Government wants mass roll out of telecare services

The government is bidding to roll out telecare or telehealth devices to three million people with long-term conditions after a large-scale evaluation found they could significantly cut death rates and costs for the NHS.

The government is bidding to roll out telecare or telehealth devices to three million people with long-term conditions after a large-scale evaluation found they could significantly cut death rates and costs for the NHS.

Telehealth – which involves electronic sensors that monitor people’s health in their own homes and transmit findings to health professionals – can reduce A&E visits by 15%, emergency hospital admissions by 20% for people with long-term conditions and mortality rates by 45%.

Those were the headline findings from the whole-system demonstrator programme, the world’s largest randomised control trial of telehealth and telecare, involving 6,191 patients with diabetes, heart failure or chronic obstructive pulmonary disease.

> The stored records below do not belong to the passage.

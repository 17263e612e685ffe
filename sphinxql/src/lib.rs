// Copyright 2025 StrongDM Inc
// SPDX-License-Identifier: Apache-2.0

//! Declarative Sphinx index mapping and SphinxQL query building.
//!
//! Index schemas declare how a relational table maps into a Sphinx search
//! index; [`Manager`](manager::Manager) and [`QuerySet`](queryset::QuerySet)
//! build SphinxQL `SELECT` statements against it and map result rows back
//! onto document types. The wire protocol to searchd lives behind
//! [`SphinxConnection`](driver::SphinxConnection).

pub mod conf;
pub mod config;
pub mod driver;
pub mod error;
pub mod fields;
pub mod manager;
pub mod ql;
pub mod queryset;
pub mod schema;
pub mod types;

pub use conf::{DatabaseVendor, SphinxConf};
pub use config::{Config, DatabaseSettings};
pub use driver::{ResultSet, Row, SphinxConnection};
pub use error::{Result, SphinxError};
pub use fields::{Field, FieldKind};
pub use manager::Manager;
pub use ql::{col, Expr, Match, Operator, SortKey, SortOrder};
pub use queryset::{row_id, QuerySet, DEFAULT_LIMIT};
pub use schema::{Document, IndexSchema, SourceOptions};
pub use types::SphinxValue;
// Copyright 2025 StrongDM Inc
// SPDX-License-Identifier: Apache-2.0

//! Lazy, chainable query builders evaluated against SphinxQL.
//!
//! A [`QuerySet`] is a short-lived, per-call builder: chaining methods
//! consume and return it, nothing touches the wire until one of the
//! evaluation methods runs. Schema mismatches (unknown columns, filtering
//! on a full-text-only field) surface at evaluation, not while chaining.

use std::sync::Arc;

use crate::driver::{ResultSet, Row, SphinxConnection};
use crate::error::Result;
use crate::ql::{Expr, Match, SelectStatement, SortKey};
use crate::schema::{Document, IndexSchema};

/// Applied when no explicit limit is set. searchd's implicit `LIMIT 20`
/// must never silently truncate results, so every statement carries an
/// explicit limit.
pub const DEFAULT_LIMIT: u64 = 1000;

#[derive(Debug, Clone)]
pub struct QuerySet {
    index: Arc<IndexSchema>,
    match_clause: Match,
    predicate: Option<Expr>,
    sort_keys: Vec<SortKey>,
    offset: u64,
    limit: Option<u64>,
    default_limit: u64,
}

impl QuerySet {
    pub fn new(index: Arc<IndexSchema>) -> Self {
        Self {
            index,
            match_clause: Match::default(),
            predicate: None,
            sort_keys: Vec::new(),
            offset: 0,
            limit: None,
            default_limit: DEFAULT_LIMIT,
        }
    }

    pub fn index(&self) -> &IndexSchema {
        &self.index
    }

    /// Every record of the index. A no-op marker kept for parity with the
    /// manager surface.
    pub fn all(self) -> Self {
        self
    }

    /// Narrow by an attribute predicate. Multiple calls are ANDed.
    pub fn filter(mut self, expr: Expr) -> Self {
        self.predicate = Some(match self.predicate.take() {
            Some(existing) => existing.and(expr),
            None => expr,
        });
        self
    }

    /// AND a batch of predicates in one call.
    pub fn filter_all(mut self, exprs: impl IntoIterator<Item = Expr>) -> Self {
        for expr in exprs {
            self = self.filter(expr);
        }
        self
    }

    /// Add full-text match terms. Metacharacters are escaped; repeated
    /// calls accumulate, space-joined.
    pub fn matching(mut self, text: &str) -> Self {
        self.match_clause.push_escaped(text);
        self
    }

    /// Add a full-text clause for callers using Sphinx extended query
    /// syntax deliberately. Metacharacters pass through; only single
    /// quotes are escaped, to keep the `MATCH('...')` literal intact.
    pub fn matching_raw(mut self, text: &str) -> Self {
        self.match_clause.push_raw(text);
        self
    }

    /// Append sort keys. An empty call clears all ordering.
    pub fn order_by(mut self, keys: impl IntoIterator<Item = SortKey>) -> Self {
        let mut added = false;
        for key in keys {
            self.sort_keys.push(key);
            added = true;
        }
        if !added {
            self.sort_keys.clear();
        }
        self
    }

    pub fn limit(mut self, limit: u64) -> Self {
        self.limit = Some(limit);
        self
    }

    pub fn offset(mut self, offset: u64) -> Self {
        self.offset = offset;
        self
    }

    pub(crate) fn with_default_limit(mut self, limit: u64) -> Self {
        self.default_limit = limit;
        self
    }

    fn check_columns(&self) -> Result<()> {
        if let Some(expr) = &self.predicate {
            for column in expr.columns() {
                self.index.check_attribute(column)?;
            }
        }
        for key in &self.sort_keys {
            if let Some(column) = key.column() {
                self.index.check_attribute(column)?;
            }
        }
        Ok(())
    }

    fn statement(&self) -> SelectStatement<'_> {
        SelectStatement {
            index: self.index.name(),
            match_clause: &self.match_clause,
            predicate: self.predicate.as_ref(),
            sort_keys: &self.sort_keys,
            offset: self.offset,
            limit: self.limit.unwrap_or(self.default_limit),
        }
    }

    /// The SphinxQL this queryset evaluates to.
    pub fn sql(&self) -> Result<String> {
        self.check_columns()?;
        Ok(self.statement().to_sql())
    }

    /// Execute and return raw rows, with attribute cells normalized through
    /// the schema's field types (timestamps decoded to dates, and so on).
    pub fn fetch_rows<C: SphinxConnection>(&self, conn: &mut C) -> Result<Vec<Row>> {
        let sql = self.sql()?;
        tracing::debug!(index = self.index.name(), %sql, "executing sphinxql");
        let raw = conn.query(&sql)?;
        self.normalize(raw)
    }

    /// Execute and map each row onto a document instance.
    pub fn fetch<T: Document, C: SphinxConnection>(&self, conn: &mut C) -> Result<Vec<T>> {
        self.fetch_rows(conn)?.iter().map(T::from_row).collect()
    }

    /// Execute the `COUNT(*)` form of this queryset.
    pub fn count<C: SphinxConnection>(&self, conn: &mut C) -> Result<u64> {
        self.check_columns()?;
        let sql = self.statement().to_count_sql();
        tracing::debug!(index = self.index.name(), %sql, "executing sphinxql");
        let result = conn.query(&sql)?;
        Ok(result.scalar_i64()?.max(0) as u64)
    }

    /// Whether any record matches.
    pub fn exists<C: SphinxConnection>(&self, conn: &mut C) -> Result<bool> {
        let probe = self.clone().limit(1);
        Ok(!probe.fetch_rows(conn)?.is_empty())
    }

    /// The first matching document, if any.
    pub fn first<T: Document, C: SphinxConnection>(&self, conn: &mut C) -> Result<Option<T>> {
        let mut docs = self.clone().limit(1).fetch::<T, C>(conn)?;
        Ok(if docs.is_empty() {
            None
        } else {
            Some(docs.swap_remove(0))
        })
    }

    fn normalize(&self, raw: ResultSet) -> Result<Vec<Row>> {
        let columns: Vec<String> = raw.columns().to_vec();
        let mut out = ResultSet::new(columns.clone());
        for row in raw.rows() {
            let mut values = Vec::with_capacity(columns.len());
            for (column, cell) in columns.iter().zip(row.values()) {
                let value = match self.index.field(column) {
                    Some(field) => field.kind.decode(cell)?,
                    // id, WEIGHT() and other computed columns pass through
                    None => cell.clone(),
                };
                values.push(value);
            }
            out.push_row(values)?;
        }
        Ok(out.into_iter().collect())
    }
}

/// Convenience for decoding the implicit document id column.
pub fn row_id(row: &Row) -> Result<i64> {
    row.require("id")?.as_i64().ok_or_else(|| {
        crate::error::SphinxError::InvalidValue("document id is not an integer".into())
    })
}
// Copyright 2025 StrongDM Inc
// SPDX-License-Identifier: Apache-2.0

use thiserror::Error;

#[derive(Error, Debug)]
pub enum SphinxError {
    #[error("io error: {0}")]
    Io(#[from] std::io::Error),
    #[error("unknown column: {0}")]
    UnknownColumn(String),
    #[error("invalid value: {0}")]
    InvalidValue(String),
    #[error("unsupported database vendor: {0}")]
    UnsupportedVendor(String),
    #[error("schema error: {0}")]
    Schema(String),
    #[error("driver error: {0}")]
    Driver(String),
}

pub type Result<T> = std::result::Result<T, SphinxError>;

Further findings will be released in due course from the programme, which took place in Cornwall, Kent and Newham, east London.

On the back of the findings, the government today announced plans to ensure three million people with long-term conditions or social care needs could benefit from telehealth or telecare, but stressed it was not a national target.

Instead, the DH said it would provide leadership and work with NHS and social care organisations and professionals, and telehealth and telecare providers to deliver the change.